Work order
Every line of the entries that holds the word "base" is to be copied.

Collected data entries:
+===+

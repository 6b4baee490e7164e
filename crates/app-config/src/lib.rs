// In crates/app-config/src/lib.rs

use config::{Config, Environment, File};
use std::path::Path;

pub mod error;
pub mod symbols;
pub mod types;

// Re-export the most important types for easy access.
pub use error::{Error, Result};
pub use symbols::{filter_symbols, load_symbols, select_symbol};
pub use types::{ChartSettings, Settings};

/// Loads the application settings from various sources.
///
/// This function orchestrates the layered configuration loading:
/// 1. Reads from a default `base.toml` file.
/// 2. Merges settings from an environment-specific file (e.g., `development.toml`).
/// 3. Merges settings from environment variables.
pub fn load_settings() -> Result<Settings> {
    // Get the current environment. Default to "development" if not set.
    let environment = std::env::var("APP_ENVIRONMENT").unwrap_or_else(|_| "development".into());
    load_settings_from(Path::new("config"), &environment)
}

/// Same as [`load_settings`], reading `base.toml` and `{environment}.toml`
/// from `dir`.
pub fn load_settings_from(dir: &Path, environment: &str) -> Result<Settings> {
    let settings = Config::builder()
        // 1. Load the base configuration file.
        .add_source(File::with_name(&dir.join("base").to_string_lossy()))
        // 2. Load the environment-specific configuration file.
        .add_source(File::with_name(&dir.join(environment).to_string_lossy()).required(false))
        // 3. Load settings from environment variables (e.g., `APP__CHART__REFRESH_SECS=60`).
        // The prefix is `APP`, separator is `__`.
        .add_source(Environment::with_prefix("APP").separator("__"))
        .build()?;

    let settings: Settings = settings.try_deserialize()?;

    Ok(settings)
}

+===+

Problem solution
/// 1. Reads from a default `base.toml` file.
/// Same as [`load_settings`], reading `base.toml` and `{environment}.toml`
        // 1. Load the base configuration file.
        .add_source(File::with_name(&dir.join("base").to_string_lossy()))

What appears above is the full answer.